(Saved data entries)
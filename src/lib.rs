//! Runs the system `ping` utility against one destination and turns its text
//! output into a structured [`PingOutcome`].

pub mod command;
pub mod config;
pub mod error;
pub mod parser;
pub mod ping;
pub mod ping_executor;

pub use command::{PingCommand, build};
pub use config::AppConfig;
pub use error::{PingError, RequestError, RunError};
pub use parser::parse;
pub use ping::{AddressFamily, PingOutcome, PingParams, PingRequest, PingStatistics, Source, Status};
pub use ping_executor::{CommandRunner, PingExecutor, ProcessOutput, SystemRunner};
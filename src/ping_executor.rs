use std::io::ErrorKind;
use std::time::{Duration, Instant};

use async_trait::async_trait;
use chrono::{DateTime, Utc};
use log::{debug, error, warn};
use tokio::process::Command;

use crate::command::{self, PingCommand};
use crate::error::{PingError, RunError};
use crate::parser;
use crate::ping::{PingOutcome, PingParams, PingRequest};

/// Return code the executor reports when the utility could not be found.
pub const RC_NOT_FOUND: i32 = 127;
/// Return code the executor reports when the utility could not be started
/// for any other reason.
pub const RC_CANNOT_EXECUTE: i32 = 126;
/// Return code the utility uses when it ran but got no replies, or could not
/// resolve the operand.
pub const RC_FAILED: i32 = 1;

/// Captured result of a process that ran to completion.
#[derive(Debug, Clone, Default, PartialEq, Eq)]
pub struct ProcessOutput {
    pub rc: i32,
    pub stdout: String,
    pub stderr: String,
}

/// Runs an argument vector to completion and captures its output.
#[async_trait]
pub trait CommandRunner: Send + Sync {
    async fn run(
        &self,
        argv: &[String],
        timeout: Option<Duration>,
    ) -> Result<ProcessOutput, RunError>;
}

/// Spawns the real process through tokio.
#[derive(Debug, Clone, Copy, Default)]
pub struct SystemRunner;

#[async_trait]
impl CommandRunner for SystemRunner {
    async fn run(
        &self,
        argv: &[String],
        timeout: Option<Duration>,
    ) -> Result<ProcessOutput, RunError> {
        let (program, args) = argv.split_first().ok_or_else(|| RunError::Spawn {
            program: String::new(),
            source: std::io::Error::new(ErrorKind::InvalidInput, "empty command line"),
        })?;

        let mut command = Command::new(program);
        command
            .args(args)
            .stdin(std::process::Stdio::null())
            .kill_on_drop(true);

        // Dropping the future on timeout kills the child
        let output = command.output();

        let output = match timeout {
            Some(limit) => tokio::time::timeout(limit, output)
                .await
                .map_err(|_| RunError::TimedOut(limit))?,
            None => output.await,
        }
        .map_err(|source| RunError::Spawn {
            program: program.clone(),
            source,
        })?;

        Ok(ProcessOutput {
            // Killed by a signal
            rc: output.status.code().unwrap_or(-1),
            stdout: String::from_utf8_lossy(&output.stdout).into_owned(),
            stderr: String::from_utf8_lossy(&output.stderr).into_owned(),
        })
    }
}

pub struct PingExecutor<R = SystemRunner> {
    runner: R,
    timeout: Option<Duration>,
}

impl PingExecutor {
    pub fn new(timeout: Option<Duration>) -> Self {
        Self::with_runner(SystemRunner, timeout)
    }
}

impl<R: CommandRunner> PingExecutor<R> {
    pub fn with_runner(runner: R, timeout: Option<Duration>) -> Self {
        Self { runner, timeout }
    }

    /// Builds the command, runs it once and classifies the result.
    ///
    /// Never fails: spawn errors, timeouts and unparseable output all come back
    /// as fields of the outcome.
    pub async fn execute(&self, request: &PingRequest) -> PingOutcome {
        let command = command::build(request);
        self.execute_command(&command).await
    }

    pub async fn execute_command(&self, command: &PingCommand) -> PingOutcome {
        let cmd = command.to_string();
        let started_at = Utc::now();
        let start = Instant::now();
        debug!("Running '{cmd}'");

        let result = self.runner.run(command.argv(), self.timeout).await;
        let elapsed = start.elapsed();

        let outcome = match result {
            Err(RunError::TimedOut(limit)) => {
                warn!("'{cmd}' did not finish within {limit:?}");
                PingOutcome::timed_out(cmd, started_at)
            }
            Err(e @ RunError::Spawn { .. }) => {
                error!("{e}");
                let rc = match &e {
                    RunError::Spawn { source, .. } if source.kind() == ErrorKind::NotFound => {
                        RC_NOT_FOUND
                    }
                    _ => RC_CANNOT_EXECUTE,
                };
                PingOutcome::failure(cmd, rc, String::new(), e.to_string(), started_at)
            }
            Ok(output) => classify(cmd, output, started_at),
        };

        outcome.with_elapsed(elapsed)
    }

    /// Validates raw parameters, then runs them. Only invalid parameters fail.
    pub async fn execute_params(&self, params: PingParams) -> Result<PingOutcome, PingError> {
        let request = params.validate()?;
        Ok(self.execute(&request).await)
    }

    /// Runs [`execute_params`](Self::execute_params) on a private current-thread
    /// runtime, for callers that are not already inside one.
    pub fn execute_blocking(&self, params: PingParams) -> Result<PingOutcome, PingError> {
        let request = params.validate()?;
        let rt = tokio::runtime::Builder::new_current_thread()
            .enable_all()
            .build()
            .map_err(PingError::Runtime)?;
        Ok(rt.block_on(self.execute(&request)))
    }
}

fn classify(cmd: String, output: ProcessOutput, started_at: DateTime<Utc>) -> PingOutcome {
    let ProcessOutput { rc, stdout, stderr } = output;
    match rc {
        RC_FAILED => {
            debug!("'{cmd}' failed with rc {rc}");
            PingOutcome::failure(cmd, rc, stdout, stderr, started_at)
        }
        0 => {
            let parsed = parser::parse(&stdout);
            if parsed.is_none() {
                debug!("Output of '{cmd}' did not match the expected layout");
            }
            PingOutcome::success(cmd, rc, stdout, stderr, started_at, parsed)
        }
        _ => {
            // Reported as a completed run without statistics, same as a
            // successful run whose output could not be parsed
            warn!("'{cmd}' exited with unexpected rc {rc}");
            PingOutcome::success(cmd, rc, stdout, stderr, started_at, None)
        }
    }
}
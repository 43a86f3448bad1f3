//! Client-Facing HTTP Surface
//!
//! axum endpoints for browser clients, CORS open to all origins:
//!
//! - `GET /redis` - latest positions from the key-value store, sorted
//! - `GET /ksqldb` - latest positions via a one-shot pull query, sorted
//! - `GET /ksqldb-push` - continuous change events as one JSON line each
//! - `GET /health` - liveness probe
//!
//! Upstream failures before a stream starts surface as HTTP 502. Once a
//! push stream is open, a failure ends the chunked response; forwarded
//! events are never retracted.

use std::net::SocketAddr;
use std::sync::Arc;

use axum::body::Body;
use axum::extract::State;
use axum::http::{StatusCode, header};
use axum::response::{IntoResponse, Response};
use axum::routing::get;
use axum::{Json, Router};
use bytes::Bytes;
use futures_util::{Stream, StreamExt};
use serde_json::json;
use tokio::net::TcpListener;
use tokio_util::sync::CancellationToken;
use tower_http::cors::{Any, CorsLayer};

use crate::application::ports::{SnapshotError, SnapshotStore};
use crate::domain::location::LocationSnapshot;
use crate::infrastructure::ksqldb::{EventStream, KsqlClient, KsqlError};

// =============================================================================
// Application State
// =============================================================================

/// Shared state for the HTTP handlers.
#[derive(Clone)]
pub struct AppState {
    /// Latest-position snapshot store.
    pub snapshots: Arc<dyn SnapshotStore>,
    /// ksqlDB query client.
    pub ksql: Arc<KsqlClient>,
}

// =============================================================================
// Router
// =============================================================================

/// Create the axum router with all endpoints.
#[must_use]
pub fn create_router(state: AppState) -> Router {
    Router::new()
        .route("/health", get(health))
        .route("/redis", get(redis_snapshot))
        .route("/ksqldb", get(ksqldb_snapshot))
        .route("/ksqldb-push", get(ksqldb_push))
        .layer(cors_layer())
        .with_state(state)
}

/// CORS: all origins, all methods, all headers.
fn cors_layer() -> CorsLayer {
    CorsLayer::new()
        .allow_origin(Any)
        .allow_methods(Any)
        .allow_headers(Any)
}

// =============================================================================
// Handlers
// =============================================================================

/// Liveness probe.
async fn health() -> &'static str {
    "OK"
}

/// Latest positions from the key-value store, sorted by vehicle id.
async fn redis_snapshot(
    State(state): State<AppState>,
) -> Result<Json<LocationSnapshot>, ApiError> {
    let locations = state.snapshots.latest_locations().await?;
    Ok(Json(LocationSnapshot::new(locations)))
}

/// Latest positions via a one-shot ksqlDB pull query, sorted by vehicle id.
async fn ksqldb_snapshot(
    State(state): State<AppState>,
) -> Result<Json<LocationSnapshot>, ApiError> {
    let locations = state.ksql.pull_current_locations().await?;
    Ok(Json(LocationSnapshot::new(locations)))
}

/// Continuous change events, one JSON object per line, unbounded.
///
/// The upstream connection is opened before the response starts, so a
/// rejected or unreachable upstream still surfaces as a status code.
async fn ksqldb_push(State(state): State<AppState>) -> Result<Response, ApiError> {
    let events = state.ksql.push_current_locations().await?;
    let body = Body::from_stream(event_lines(events));

    Ok((
        StatusCode::OK,
        [(header::CONTENT_TYPE, "application/x-ndjson")],
        body,
    )
        .into_response())
}

/// Serialize each event as one newline-terminated JSON object.
///
/// A session error ends the body stream; the client observes the
/// connection closing.
fn event_lines(events: EventStream) -> impl Stream<Item = Result<Bytes, axum::Error>> {
    events.map(|item| match item {
        Ok(event) => {
            let mut line = serde_json::to_vec(&event).map_err(axum::Error::new)?;
            line.push(b'\n');
            Ok(Bytes::from(line))
        }
        Err(e) => {
            tracing::warn!(error = %e, "push session terminated");
            Err(axum::Error::new(e))
        }
    })
}

// =============================================================================
// Errors
// =============================================================================

/// Handler-level error, mapped onto an HTTP status and JSON body.
#[derive(Debug, thiserror::Error)]
pub enum ApiError {
    /// Snapshot store failure.
    #[error(transparent)]
    Snapshot(#[from] SnapshotError),

    /// ksqlDB failure.
    #[error(transparent)]
    Ksql(#[from] KsqlError),
}

impl ApiError {
    /// Status code for this error: upstream trouble is a gateway problem.
    const fn status(&self) -> StatusCode {
        match self {
            Self::Snapshot(_)
            | Self::Ksql(KsqlError::UpstreamUnavailable(_) | KsqlError::UpstreamStatus { .. }) => {
                StatusCode::BAD_GATEWAY
            }
            Self::Ksql(_) => StatusCode::INTERNAL_SERVER_ERROR,
        }
    }
}

impl IntoResponse for ApiError {
    fn into_response(self) -> Response {
        let status = self.status();
        tracing::error!(status = %status, error = %self, "request failed");
        (status, Json(json!({ "error": self.to_string() }))).into_response()
    }
}

// =============================================================================
// Server Lifecycle
// =============================================================================

/// Client-facing HTTP server.
pub struct ApiServer {
    port: u16,
    state: AppState,
    cancel: CancellationToken,
}

impl ApiServer {
    /// Create a new API server.
    #[must_use]
    pub const fn new(port: u16, state: AppState, cancel: CancellationToken) -> Self {
        Self {
            port,
            state,
            cancel,
        }
    }

    /// Run the server until cancelled.
    ///
    /// # Errors
    ///
    /// Returns `ServerError` if binding fails or the HTTP server encounters
    /// a fatal error while running.
    pub async fn run(self) -> Result<(), ServerError> {
        let app = create_router(self.state);

        let addr = SocketAddr::from(([0, 0, 0, 0], self.port));
        let listener = TcpListener::bind(addr)
            .await
            .map_err(|e| ServerError::BindFailed(self.port, e.to_string()))?;

        tracing::info!(port = self.port, "Location API listening");

        axum::serve(listener, app)
            .with_graceful_shutdown(self.cancel.cancelled_owned())
            .await
            .map_err(|e| ServerError::ServerFailed(e.to_string()))?;

        tracing::info!("Location API stopped");
        Ok(())
    }
}

/// API server errors.
#[derive(Debug, thiserror::Error)]
pub enum ServerError {
    /// Failed to bind to port.
    #[error("failed to bind to port {0}: {1}")]
    BindFailed(u16, String),

    /// Server error.
    #[error("server error: {0}")]
    ServerFailed(String),
}

// =============================================================================
// Tests
// =============================================================================
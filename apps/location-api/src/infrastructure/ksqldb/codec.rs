//! Incremental Frame Decoder
//!
//! Recovers complete JSON frames from a chunked byte stream. The transport
//! delivers bytes in arbitrarily sized chunks: a chunk may split a frame
//! mid-boundary or carry several frames, so the decoder keeps a residue
//! buffer of undecoded bytes and extracts frames as they complete. Frame
//! output is identical for any chunking of the same byte sequence.
//!
//! A frame is one syntactically complete JSON value starting with `{` or
//! `[`. The scanner tracks string/escape state and bracket depth; a frame
//! ends when depth returns to zero. Inter-frame whitespace (the newline
//! separators ksqlDB emits) is skipped.

use bytes::{Buf, Bytes, BytesMut};

/// Frame decoding errors.
#[derive(Debug, thiserror::Error)]
pub enum CodecError {
    /// A frame started with something other than `{` or `[`.
    #[error("frame must begin with '{{' or '[', got byte {0:#04x}")]
    InvalidFrameStart(u8),
}

/// Incremental decoder with a residue buffer spanning chunk boundaries.
///
/// Feed chunks with [`extend`](Self::extend) and drain complete frames with
/// [`next_frame`](Self::next_frame). Scan state persists across calls, so
/// no byte is examined twice.
#[derive(Debug, Default)]
pub struct FrameDecoder {
    buf: BytesMut,
    /// Scan position within `buf`.
    pos: usize,
    /// Offset of the current frame's first byte, once seen.
    start: Option<usize>,
    depth: usize,
    in_string: bool,
    escaped: bool,
}

impl FrameDecoder {
    /// Create an empty decoder.
    #[must_use]
    pub fn new() -> Self {
        Self::default()
    }

    /// Append a chunk of upstream bytes to the residue buffer.
    pub fn extend(&mut self, chunk: &[u8]) {
        self.buf.extend_from_slice(chunk);
    }

    /// Extract the next complete frame, if one is available.
    ///
    /// Returns `Ok(None)` when the residue holds no complete frame yet; a
    /// trailing partial frame stays buffered for the next chunk.
    ///
    /// # Errors
    ///
    /// Returns an error when a frame begins with an unexpected byte.
    pub fn next_frame(&mut self) -> Result<Option<Bytes>, CodecError> {
        while self.pos < self.buf.len() {
            let byte = self.buf[self.pos];

            if self.start.is_none() {
                if byte.is_ascii_whitespace() {
                    self.pos += 1;
                    continue;
                }
                if byte != b'{' && byte != b'[' {
                    return Err(CodecError::InvalidFrameStart(byte));
                }
                self.start = Some(self.pos);
            }

            if self.in_string {
                if self.escaped {
                    self.escaped = false;
                } else if byte == b'\\' {
                    self.escaped = true;
                } else if byte == b'"' {
                    self.in_string = false;
                }
            } else {
                match byte {
                    b'"' => self.in_string = true,
                    b'{' | b'[' => self.depth += 1,
                    b'}' | b']' => {
                        self.depth = self.depth.saturating_sub(1);
                        if self.depth == 0 {
                            let start = self.start.take().unwrap_or(0);
                            let end = self.pos + 1;
                            let consumed = self.buf.split_to(end).freeze();
                            self.pos = 0;
                            return Ok(Some(consumed.slice(start..)));
                        }
                    }
                    _ => {}
                }
            }

            self.pos += 1;
        }

        // No frame in progress: everything scanned so far was inter-frame
        // whitespace. Discard it so a quiet upstream cannot grow the residue.
        if self.start.is_none() && self.pos > 0 {
            self.buf.advance(self.pos);
            self.pos = 0;
        }

        Ok(None)
    }

    /// Whether a partially received frame is still buffered.
    #[must_use]
    pub const fn has_partial(&self) -> bool {
        self.start.is_some()
    }
}
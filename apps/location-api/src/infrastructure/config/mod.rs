//! Configuration Module
//!
//! Environment-derived configuration for the location API.

mod settings;

pub use settings::{ApiConfig, ConfigError, KsqlSettings, RedisSettings, ServerSettings};
//! Port Interfaces
//!
//! Contracts that infrastructure adapters must implement.
//!
//! ## Driven Ports (Outbound)
//!
//! - [`SnapshotStore`]: latest-position lookup against the key-value store

use async_trait::async_trait;

use crate::domain::location::VehicleLocation;

/// Errors from a snapshot store adapter.
#[derive(Debug, thiserror::Error)]
pub enum SnapshotError {
    /// Could not reach the store.
    #[error("snapshot store unavailable: {0}")]
    Unavailable(String),

    /// A command against the store failed.
    #[error("snapshot store command failed: {0}")]
    Command(String),
}

/// Latest-position lookup against the key-value store.
///
/// One entry per vehicle; ordering is left to the caller.
#[async_trait]
pub trait SnapshotStore: Send + Sync {
    /// Fetch the latest known position for every vehicle.
    async fn latest_locations(&self) -> Result<Vec<VehicleLocation>, SnapshotError>;
}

Aim of the task: Beginning of the records through the line with "pub use parser::parse;": return that span exactly and stop there.

Response to the task:
filename src/lib.rs
//! Runs the system `ping` utility against one destination and turns its text
//! output into a structured [`PingOutcome`].

pub mod command;
pub mod config;
pub mod error;
pub mod parser;
pub mod ping;
pub mod ping_executor;

pub use command::{PingCommand, build};
pub use config::AppConfig;
pub use error::{PingError, RequestError, RunError};
pub use parser::parse;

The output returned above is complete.